Listed records Block Start

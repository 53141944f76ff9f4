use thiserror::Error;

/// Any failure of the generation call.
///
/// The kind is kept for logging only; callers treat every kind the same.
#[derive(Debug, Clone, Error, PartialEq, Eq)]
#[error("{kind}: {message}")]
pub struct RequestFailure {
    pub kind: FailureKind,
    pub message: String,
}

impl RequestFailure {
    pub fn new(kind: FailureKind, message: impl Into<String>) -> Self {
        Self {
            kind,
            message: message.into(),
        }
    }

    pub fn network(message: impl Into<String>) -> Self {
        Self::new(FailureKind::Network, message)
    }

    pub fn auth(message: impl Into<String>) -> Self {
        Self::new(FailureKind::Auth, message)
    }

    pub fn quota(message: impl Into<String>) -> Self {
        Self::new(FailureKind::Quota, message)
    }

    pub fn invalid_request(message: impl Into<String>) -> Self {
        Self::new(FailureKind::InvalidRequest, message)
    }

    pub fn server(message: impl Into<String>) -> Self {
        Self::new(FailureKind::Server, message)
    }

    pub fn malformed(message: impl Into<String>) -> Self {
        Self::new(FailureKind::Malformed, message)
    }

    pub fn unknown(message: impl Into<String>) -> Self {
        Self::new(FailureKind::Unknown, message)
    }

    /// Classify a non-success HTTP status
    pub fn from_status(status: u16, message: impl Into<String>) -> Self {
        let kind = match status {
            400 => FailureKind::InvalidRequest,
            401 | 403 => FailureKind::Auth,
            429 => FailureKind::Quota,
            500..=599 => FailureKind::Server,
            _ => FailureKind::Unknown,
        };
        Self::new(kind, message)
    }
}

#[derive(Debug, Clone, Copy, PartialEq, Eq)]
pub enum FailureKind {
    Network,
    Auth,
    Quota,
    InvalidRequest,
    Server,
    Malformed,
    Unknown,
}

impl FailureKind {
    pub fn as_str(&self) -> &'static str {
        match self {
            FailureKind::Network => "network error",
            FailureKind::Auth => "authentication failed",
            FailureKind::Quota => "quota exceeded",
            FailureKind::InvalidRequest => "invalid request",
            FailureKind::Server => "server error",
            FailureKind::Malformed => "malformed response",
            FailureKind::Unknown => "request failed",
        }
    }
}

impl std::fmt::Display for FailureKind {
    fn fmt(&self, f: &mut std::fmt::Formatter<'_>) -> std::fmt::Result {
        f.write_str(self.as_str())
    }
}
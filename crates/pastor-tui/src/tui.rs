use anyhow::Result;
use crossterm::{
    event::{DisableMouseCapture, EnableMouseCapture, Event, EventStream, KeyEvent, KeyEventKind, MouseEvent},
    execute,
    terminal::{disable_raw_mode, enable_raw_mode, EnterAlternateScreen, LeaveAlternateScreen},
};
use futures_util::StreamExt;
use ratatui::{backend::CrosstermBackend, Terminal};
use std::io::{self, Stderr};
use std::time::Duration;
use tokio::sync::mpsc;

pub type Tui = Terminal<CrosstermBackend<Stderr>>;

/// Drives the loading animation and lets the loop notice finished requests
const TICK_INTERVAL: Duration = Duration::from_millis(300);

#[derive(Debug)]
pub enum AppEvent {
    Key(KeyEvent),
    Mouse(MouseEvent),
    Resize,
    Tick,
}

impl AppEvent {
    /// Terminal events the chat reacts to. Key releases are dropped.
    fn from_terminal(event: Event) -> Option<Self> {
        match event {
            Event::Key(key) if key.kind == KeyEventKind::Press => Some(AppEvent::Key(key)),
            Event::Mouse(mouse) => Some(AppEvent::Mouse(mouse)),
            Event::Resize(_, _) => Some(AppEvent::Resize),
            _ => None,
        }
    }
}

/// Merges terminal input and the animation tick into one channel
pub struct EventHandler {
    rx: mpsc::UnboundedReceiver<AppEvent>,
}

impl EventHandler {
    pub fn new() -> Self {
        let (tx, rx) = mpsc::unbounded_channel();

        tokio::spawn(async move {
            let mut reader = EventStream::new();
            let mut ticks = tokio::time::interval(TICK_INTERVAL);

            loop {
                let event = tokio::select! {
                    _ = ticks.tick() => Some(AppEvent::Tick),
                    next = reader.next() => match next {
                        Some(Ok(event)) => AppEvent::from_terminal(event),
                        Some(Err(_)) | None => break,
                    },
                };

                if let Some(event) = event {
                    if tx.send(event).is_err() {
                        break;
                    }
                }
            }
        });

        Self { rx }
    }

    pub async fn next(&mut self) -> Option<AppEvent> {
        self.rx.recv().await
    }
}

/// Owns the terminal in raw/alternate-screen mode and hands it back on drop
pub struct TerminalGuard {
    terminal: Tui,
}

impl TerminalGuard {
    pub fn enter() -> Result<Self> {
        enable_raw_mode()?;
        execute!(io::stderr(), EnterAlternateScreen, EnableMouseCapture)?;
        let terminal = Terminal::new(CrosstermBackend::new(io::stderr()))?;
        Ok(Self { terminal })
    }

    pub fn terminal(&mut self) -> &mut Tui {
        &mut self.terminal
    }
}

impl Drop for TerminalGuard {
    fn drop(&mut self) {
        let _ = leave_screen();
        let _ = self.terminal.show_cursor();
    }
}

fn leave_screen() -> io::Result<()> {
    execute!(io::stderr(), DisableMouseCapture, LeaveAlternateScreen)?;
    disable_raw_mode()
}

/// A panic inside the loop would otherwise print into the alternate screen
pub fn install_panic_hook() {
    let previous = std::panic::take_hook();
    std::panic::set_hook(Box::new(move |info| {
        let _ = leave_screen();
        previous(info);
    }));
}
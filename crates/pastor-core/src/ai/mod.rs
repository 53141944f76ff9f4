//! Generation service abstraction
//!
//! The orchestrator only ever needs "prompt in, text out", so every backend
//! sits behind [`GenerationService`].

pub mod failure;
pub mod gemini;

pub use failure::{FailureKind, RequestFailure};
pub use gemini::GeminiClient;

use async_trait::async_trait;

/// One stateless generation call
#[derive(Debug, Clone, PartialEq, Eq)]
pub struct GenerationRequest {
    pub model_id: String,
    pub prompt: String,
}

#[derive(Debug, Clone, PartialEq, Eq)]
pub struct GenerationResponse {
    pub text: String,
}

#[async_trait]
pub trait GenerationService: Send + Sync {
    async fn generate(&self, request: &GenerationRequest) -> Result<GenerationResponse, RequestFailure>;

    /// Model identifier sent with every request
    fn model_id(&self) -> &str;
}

Listed records Block End

* _Task prompt_:
Transcribe every line of the records, keeping each one exact.

* _Exercise solution_:
repository 53141944f76ff9f4
use thiserror::Error;

/// Any failure of the generation call.
///
/// The kind is kept for logging only; callers treat every kind the same.
#[derive(Debug, Clone, Error, PartialEq, Eq)]
#[error("{kind}: {message}")]
pub struct RequestFailure {
    pub kind: FailureKind,
    pub message: String,
}

impl RequestFailure {
    pub fn new(kind: FailureKind, message: impl Into<String>) -> Self {
        Self {
            kind,
            message: message.into(),
        }
    }

    pub fn network(message: impl Into<String>) -> Self {
        Self::new(FailureKind::Network, message)
    }

    pub fn auth(message: impl Into<String>) -> Self {
        Self::new(FailureKind::Auth, message)
    }

    pub fn quota(message: impl Into<String>) -> Self {
        Self::new(FailureKind::Quota, message)
    }

    pub fn invalid_request(message: impl Into<String>) -> Self {
        Self::new(FailureKind::InvalidRequest, message)
    }

    pub fn server(message: impl Into<String>) -> Self {
        Self::new(FailureKind::Server, message)
    }

    pub fn malformed(message: impl Into<String>) -> Self {
        Self::new(FailureKind::Malformed, message)
    }

    pub fn unknown(message: impl Into<String>) -> Self {
        Self::new(FailureKind::Unknown, message)
    }

    /// Classify a non-success HTTP status
    pub fn from_status(status: u16, message: impl Into<String>) -> Self {
        let kind = match status {
            400 => FailureKind::InvalidRequest,
            401 | 403 => FailureKind::Auth,
            429 => FailureKind::Quota,
            500..=599 => FailureKind::Server,
            _ => FailureKind::Unknown,
        };
        Self::new(kind, message)
    }
}

#[derive(Debug, Clone, Copy, PartialEq, Eq)]
pub enum FailureKind {
    Network,
    Auth,
    Quota,
    InvalidRequest,
    Server,
    Malformed,
    Unknown,
}

impl FailureKind {
    pub fn as_str(&self) -> &'static str {
        match self {
            FailureKind::Network => "network error",
            FailureKind::Auth => "authentication failed",
            FailureKind::Quota => "quota exceeded",
            FailureKind::InvalidRequest => "invalid request",
            FailureKind::Server => "server error",
            FailureKind::Malformed => "malformed response",
            FailureKind::Unknown => "request failed",
        }
    }
}

impl std::fmt::Display for FailureKind {
    fn fmt(&self, f: &mut std::fmt::Formatter<'_>) -> std::fmt::Result {
        f.write_str(self.as_str())
    }
}
filename crates/pastor-tui/src/tui.rs
use anyhow::Result;
use crossterm::{
    event::{DisableMouseCapture, EnableMouseCapture, Event, EventStream, KeyEvent, KeyEventKind, MouseEvent},
    execute,
    terminal::{disable_raw_mode, enable_raw_mode, EnterAlternateScreen, LeaveAlternateScreen},
};
use futures_util::StreamExt;
use ratatui::{backend::CrosstermBackend, Terminal};
use std::io::{self, Stderr};
use std::time::Duration;
use tokio::sync::mpsc;

pub type Tui = Terminal<CrosstermBackend<Stderr>>;

/// Drives the loading animation and lets the loop notice finished requests
const TICK_INTERVAL: Duration = Duration::from_millis(300);

#[derive(Debug)]
pub enum AppEvent {
    Key(KeyEvent),
    Mouse(MouseEvent),
    Resize,
    Tick,
}

impl AppEvent {
    /// Terminal events the chat reacts to. Key releases are dropped.
    fn from_terminal(event: Event) -> Option<Self> {
        match event {
            Event::Key(key) if key.kind == KeyEventKind::Press => Some(AppEvent::Key(key)),
            Event::Mouse(mouse) => Some(AppEvent::Mouse(mouse)),
            Event::Resize(_, _) => Some(AppEvent::Resize),
            _ => None,
        }
    }
}

/// Merges terminal input and the animation tick into one channel
pub struct EventHandler {
    rx: mpsc::UnboundedReceiver<AppEvent>,
}

impl EventHandler {
    pub fn new() -> Self {
        let (tx, rx) = mpsc::unbounded_channel();

        tokio::spawn(async move {
            let mut reader = EventStream::new();
            let mut ticks = tokio::time::interval(TICK_INTERVAL);

            loop {
                let event = tokio::select! {
                    _ = ticks.tick() => Some(AppEvent::Tick),
                    next = reader.next() => match next {
                        Some(Ok(event)) => AppEvent::from_terminal(event),
                        Some(Err(_)) | None => break,
                    },
                };

                if let Some(event) = event {
                    if tx.send(event).is_err() {
                        break;
                    }
                }
            }
        });

        Self { rx }
    }

    pub async fn next(&mut self) -> Option<AppEvent> {
        self.rx.recv().await
    }
}

/// Owns the terminal in raw/alternate-screen mode and hands it back on drop
pub struct TerminalGuard {
    terminal: Tui,
}

impl TerminalGuard {
    pub fn enter() -> Result<Self> {
        enable_raw_mode()?;
        execute!(io::stderr(), EnterAlternateScreen, EnableMouseCapture)?;
        let terminal = Terminal::new(CrosstermBackend::new(io::stderr()))?;
        Ok(Self { terminal })
    }

    pub fn terminal(&mut self) -> &mut Tui {
        &mut self.terminal
    }
}

impl Drop for TerminalGuard {
    fn drop(&mut self) {
        let _ = leave_screen();
        let _ = self.terminal.show_cursor();
    }
}

fn leave_screen() -> io::Result<()> {
    execute!(io::stderr(), DisableMouseCapture, LeaveAlternateScreen)?;
    disable_raw_mode()
}

/// A panic inside the loop would otherwise print into the alternate screen
pub fn install_panic_hook() {
    let previous = std::panic::take_hook();
    std::panic::set_hook(Box::new(move |info| {
        let _ = leave_screen();
        previous(info);
    }));
}
filename crates/pastor-core/src/ai/mod.rs
repository 53141944f76ff9f4
//! Generation service abstraction
//!
//! The orchestrator only ever needs "prompt in, text out", so every backend
//! sits behind [`GenerationService`].

pub mod failure;
pub mod gemini;

pub use failure::{FailureKind, RequestFailure};
pub use gemini::GeminiClient;

use async_trait::async_trait;

/// One stateless generation call
#[derive(Debug, Clone, PartialEq, Eq)]
pub struct GenerationRequest {
    pub model_id: String,
    pub prompt: String,
}

#[derive(Debug, Clone, PartialEq, Eq)]
pub struct GenerationResponse {
    pub text: String,
}

#[async_trait]
pub trait GenerationService: Send + Sync {
    async fn generate(&self, request: &GenerationRequest) -> Result<GenerationResponse, RequestFailure>;

    /// Model identifier sent with every request
    fn model_id(&self) -> &str;
}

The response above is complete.